History has not been kind to Prince Frederick. He is best known (if known at all) by a couple of examples of wretched doggerel. The first, appropriately enough, referred to one of his dogs – a gift of Alexander Pope, who was said to have had inscribed on its collar: ‘I am His Highness’ Dog at Kew; Pray tell me, sir, whose dog are you?’ The second, popularized in the days following the prince’s early death in 1751 ran:
Here lies poor Fred
Who was alive and is dead:
Had it been his father,
I had much rather;
Had it been his brother,
Still better than another;
Had it been his sister,
No one would have missed her;
Had it been the whole generation,
Still better for the nation
But since ‘tis only Fred
Who was alive and is dead
There’s no more to be said
The truth of the matter is, of course, rather less clear-cut than the ditty suggests. At the time of the Hanoverian Accession (1714), a decision had been made to leave Frederick behind in Hanover, when his grandfather, George I, father and mother, Prince George and Princess Caroline, and other members of the family made the journey to England. Frederick was to remain at the Electoral court at Hanover as a symbol of George I’s continuing commitment to his original dominions. This is not to say that the people in England had no conception about the young prince. Numerous English courtiers visited Hanover, especially on the occasions when George I travelled back to oversee affairs in person, where they had an opportunity to meet and assess the heir but one to the throne of England.
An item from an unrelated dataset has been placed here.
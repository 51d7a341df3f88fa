// warden-core/src/infrastructure/config/mod.rs

pub mod project;

pub use project::{WardenProject, load_project, load_project_with_env};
Comments were usually, perhaps unsurprisingly, positive. He was thought to have a particular gift for informality, alongside of a keen intelligence and good memory for those he met.
Such optimistic appraisals were shared by the king, but could not have been at greater variance with the opinion of Frederick’s mother, Caroline, who by all accounts could not bear her eldest son. Quite why she adopted this aversion is the subject of debate – as is the true extent of her dislike. Many of her more spiteful pronouncements were recorded by John Hervey, Lord Hervey, who had his own axe to grind, but it seems reasonable to conclude that the princess found her eldest son difficult and that experience of his activities once he came to England compounded her initial concerns about his character.
Historians too have tended to be wary of Frederick. At best he has been considered something of a lightweight – a man led by stronger personalities. These included Hervey, with whom he was intimate before a falling out; the irrepressible George Bubb Dodington (future Baron Melcombe); Lord Baltimore and Viscount Bolingbroke.
Such assessments, however, tend to overlook the real achievements of Prince Frederick and his associates. It was not until the winter of 1728 – aged 21 – that Frederick was finally brought to England. His father had succeeded as George II the previous year and it was only the joint pressures of the political nation questioning loudly why Frederick was not resident in England, and the prince’s increasing tendency to exert himself over policy matters in Hanover that finally persuaded the king to give way and call him to court. There Frederick kicked against the restraints of life at St James’s, where, as the lord chamberlain’s warrants for September 1730 demonstrate, his bedchamber was refurbished with an eye to parsimony typical of Frederick’s father the king. Thus although he was treated to a ‘new bed of yellow Genoa damask with four posts’ and other furniture upholstered to match, in his drawing room his arm chair and six stools were upholstered with old curtain material. Frustrated by the limitations of his predicament, Frederick looked for other ways to fill his time.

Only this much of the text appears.